According to a sixth aspect of the present invention, there is provided a planar magnetic element comprising a conductive layer and a magnetic layer. The magnetic layer surrounds the conductive layer, thus forming a closed magnetic circuit. The current flowing in the conductor layer magnetizes the magnetic layer in the direction of the closed magnetic circuit. This planar magnetic element has small leakage flux and a great current capacity. It can, therefore, serve to render electronic devices thinner when incorporated into these devices.
The planar magnetic elements of the invention, described above, can not only be small but also have improved characteristics generally required of magnetic elements such as inductors.
The planar inductors and transformers according to the invention, which comprise planar micro-coils, are small and can be formed on a semiconductor substrate.
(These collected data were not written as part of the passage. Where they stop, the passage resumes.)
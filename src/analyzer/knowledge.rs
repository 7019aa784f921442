use std::collections::HashSet;
use std::path::Path;

use super::types::{KnowledgeBaseError, SymptomEntry, Urgency};

/// Ordered, read-only symptom-to-condition mapping table. Declaration order
/// doubles as the tie-break order during ranking, so entries near the top of
/// the table win equal-confidence ties.
pub struct KnowledgeBase {
    entries: Vec<SymptomEntry>,
}

impl KnowledgeBase {
    /// Build a knowledge base from explicit entries, validating the table.
    pub fn new(entries: Vec<SymptomEntry>) -> Result<Self, KnowledgeBaseError> {
        let kb = Self { entries };
        kb.validate()?;
        Ok(kb)
    }

    /// Load a knowledge base from a JSON file (array of entries).
    pub fn load(path: &Path) -> Result<Self, KnowledgeBaseError> {
        let json = std::fs::read_to_string(path)
            .map_err(|e| KnowledgeBaseError::Load(path.display().to_string(), e.to_string()))?;
        let entries: Vec<SymptomEntry> =
            serde_json::from_str(&json).map_err(|e| KnowledgeBaseError::Parse(e.to_string()))?;
        Self::new(entries)
    }

    pub fn entries(&self) -> &[SymptomEntry] {
        &self.entries
    }

    pub fn len(&self) -> usize {
        self.entries.len()
    }

    pub fn is_empty(&self) -> bool {
        self.entries.is_empty()
    }

    fn validate(&self) -> Result<(), KnowledgeBaseError> {
        if self.entries.is_empty() {
            return Err(KnowledgeBaseError::Empty);
        }
        let mut seen: HashSet<&str> = HashSet::new();
        for entry in &self.entries {
            if !seen.insert(entry.condition_name.as_str()) {
                return Err(KnowledgeBaseError::DuplicateCondition(
                    entry.condition_name.clone(),
                ));
            }
            if entry.keywords.is_empty() {
                return Err(KnowledgeBaseError::NoKeywords(entry.condition_name.clone()));
            }
            // A blank keyword can never match but would still count in the
            // match-ratio denominator, silently capping the entry's score.
            if entry.keywords.iter().any(|k| k.trim().is_empty()) {
                return Err(KnowledgeBaseError::BlankKeyword(
                    entry.condition_name.clone(),
                ));
            }
            if !(0.0..=1.0).contains(&entry.base_confidence) {
                return Err(KnowledgeBaseError::ConfidenceOutOfRange {
                    condition: entry.condition_name.clone(),
                    value: entry.base_confidence,
                });
            }
        }
        Ok(())
    }

    /// Built-in table: conservative coverage of common presentations plus
    /// the two red-flag entries that must always outrank the rest.
    pub fn builtin() -> Self {
        let entries = vec![
            SymptomEntry {
                condition_name: "Cardiac or chest emergency (angina / myocardial infarction)"
                    .into(),
                keywords: vec![
                    "chest pain".into(),
                    "pressure in chest".into(),
                    "tightness in chest".into(),
                ],
                base_confidence: 0.95,
                urgency: Urgency::High,
                next_steps: vec![
                    "If chest pain is present, seek emergency care immediately".into(),
                    "Do not drive yourself; call emergency services".into(),
                ],
            },
            SymptomEntry {
                condition_name: "Acute respiratory distress / serious respiratory issue".into(),
                keywords: vec![
                    "shortness of breath".into(),
                    "breathless".into(),
                    "difficulty breathing".into(),
                    "cant breathe".into(),
                ],
                base_confidence: 0.9,
                urgency: Urgency::High,
                next_steps: vec![
                    "Breathing difficulty is a red flag; seek urgent medical evaluation".into(),
                    "Do not drive yourself; call emergency services".into(),
                ],
            },
            SymptomEntry {
                condition_name: "Common cold (viral upper respiratory infection)".into(),
                keywords: vec![
                    "sore throat".into(),
                    "runny nose".into(),
                    "sneezing".into(),
                    "stuffy nose".into(),
                    "nasal congestion".into(),
                ],
                base_confidence: 0.65,
                urgency: Urgency::Low,
                next_steps: vec![
                    "Rest, hydrate, and use OTC analgesics if needed".into(),
                    "Monitor symptoms for 48-72 hours".into(),
                    "Consult a healthcare provider if symptoms worsen or persist beyond 7 days"
                        .into(),
                ],
            },
            SymptomEntry {
                condition_name: "Influenza (flu)".into(),
                keywords: vec![
                    "fever".into(),
                    "body aches".into(),
                    "chills".into(),
                    "fatigue".into(),
                ],
                base_confidence: 0.55,
                urgency: Urgency::Medium,
                next_steps: vec![
                    "Rest, hydrate, and use OTC analgesics if needed".into(),
                    "Monitor temperature; seek care for sustained high fever".into(),
                    "Consult a healthcare provider if symptoms worsen or persist beyond 7 days"
                        .into(),
                ],
            },
            SymptomEntry {
                condition_name: "Gastrointestinal infection / gastroenteritis".into(),
                keywords: vec![
                    "nausea".into(),
                    "vomiting".into(),
                    "diarrhea".into(),
                    "abdominal pain".into(),
                ],
                base_confidence: 0.5,
                urgency: Urgency::Medium,
                next_steps: vec![
                    "Small sips of fluid to avoid dehydration".into(),
                    "Seek care if unable to keep fluids down for more than 24 hours".into(),
                    "Consult a healthcare provider if symptoms worsen or persist beyond 7 days"
                        .into(),
                ],
            },
            SymptomEntry {
                condition_name: "Allergic rhinitis (allergy)".into(),
                keywords: vec![
                    "itchy eyes".into(),
                    "watery eyes".into(),
                    "sneezing".into(),
                    "pollen".into(),
                ],
                base_confidence: 0.45,
                urgency: Urgency::Low,
                next_steps: vec![
                    "Limit exposure to the suspected trigger".into(),
                    "Consider an OTC antihistamine".into(),
                    "Consult a healthcare provider if symptoms worsen or persist beyond 7 days"
                        .into(),
                ],
            },
        ];
        // Built-in table is validated by tests; construction cannot fail here.
        Self { entries }
    }
}

#[cfg(test)]
mod tests {
    use std::io::Write;

    use super::*;

    fn entry(name: &str, keywords: &[&str], confidence: f64) -> SymptomEntry {
        SymptomEntry {
            condition_name: name.into(),
            keywords: keywords.iter().map(|k| k.to_string()).collect(),
            base_confidence: confidence,
            urgency: Urgency::Low,
            next_steps: vec!["Monitor symptoms".into()],
        }
    }

    #[test]
    fn builtin_table_is_valid() {
        let kb = KnowledgeBase::builtin();
        assert!(kb.validate().is_ok());
        assert!(kb.len() >= 6);
    }

    #[test]
    fn builtin_red_flags_rank_before_routine_entries() {
        let kb = KnowledgeBase::builtin();
        assert!(kb.entries()[0].condition_name.contains("Cardiac"));
        assert_eq!(kb.entries()[0].urgency, Urgency::High);
        assert_eq!(kb.entries()[1].urgency, Urgency::High);
    }

    #[test]
    fn rejects_empty_table() {
        assert!(matches!(
            KnowledgeBase::new(vec![]),
            Err(KnowledgeBaseError::Empty)
        ));
    }

    #[test]
    fn rejects_duplicate_condition_names() {
        let result = KnowledgeBase::new(vec![
            entry("Cold", &["sneezing"], 0.5),
            entry("Cold", &["cough"], 0.4),
        ]);
        assert!(matches!(
            result,
            Err(KnowledgeBaseError::DuplicateCondition(name)) if name == "Cold"
        ));
    }

    #[test]
    fn rejects_entry_without_keywords() {
        let result = KnowledgeBase::new(vec![entry("Cold", &[], 0.5)]);
        assert!(matches!(result, Err(KnowledgeBaseError::NoKeywords(_))));
    }

    #[test]
    fn rejects_blank_keyword_among_valid_ones() {
        let result = KnowledgeBase::new(vec![entry("Flu", &["", "fever"], 0.5)]);
        assert!(matches!(
            result,
            Err(KnowledgeBaseError::BlankKeyword(name)) if name == "Flu"
        ));
    }

    #[test]
    fn rejects_out_of_range_confidence() {
        let result = KnowledgeBase::new(vec![entry("Cold", &["sneezing"], 1.2)]);
        assert!(matches!(
            result,
            Err(KnowledgeBaseError::ConfidenceOutOfRange { value, .. }) if value == 1.2
        ));
    }

    #[test]
    fn loads_from_json_file() {
        let json = r#"[
            {
                "condition_name": "Common Cold",
                "keywords": ["sore throat", "fever", "fatigue"],
                "base_confidence": 0.9,
                "urgency": "low",
                "next_steps": ["Rest and hydrate"]
            }
        ]"#;
        let mut file = tempfile::NamedTempFile::new().unwrap();
        file.write_all(json.as_bytes()).unwrap();

        let kb = KnowledgeBase::load(file.path()).unwrap();
        assert_eq!(kb.len(), 1);
        assert_eq!(kb.entries()[0].condition_name, "Common Cold");
        assert_eq!(kb.entries()[0].urgency, Urgency::Low);
    }

    #[test]
    fn load_reports_missing_file() {
        let result = KnowledgeBase::load(Path::new("/nonexistent/kb.json"));
        assert!(matches!(result, Err(KnowledgeBaseError::Load(_, _))));
    }
}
Therefore, they can be integrated with active elements (e.g., transistors) and passive elements (e.g., resistors and capacitors), thereby constituting a one-chip semiconductor device. In other words, they help to provide small-sized electronic devices containing inductors and transformers. In addition, the planar inductors and transformers of the invention can be fabricated by means of the existing micro-technique commonly applied to the manufacture of semiconductor devices.
As can be understood from the above, the present invention serve to provide small and thin LC-circuit sections for use in various electronic devices, and ultimately contributes to the miniaturization of the electronic devices.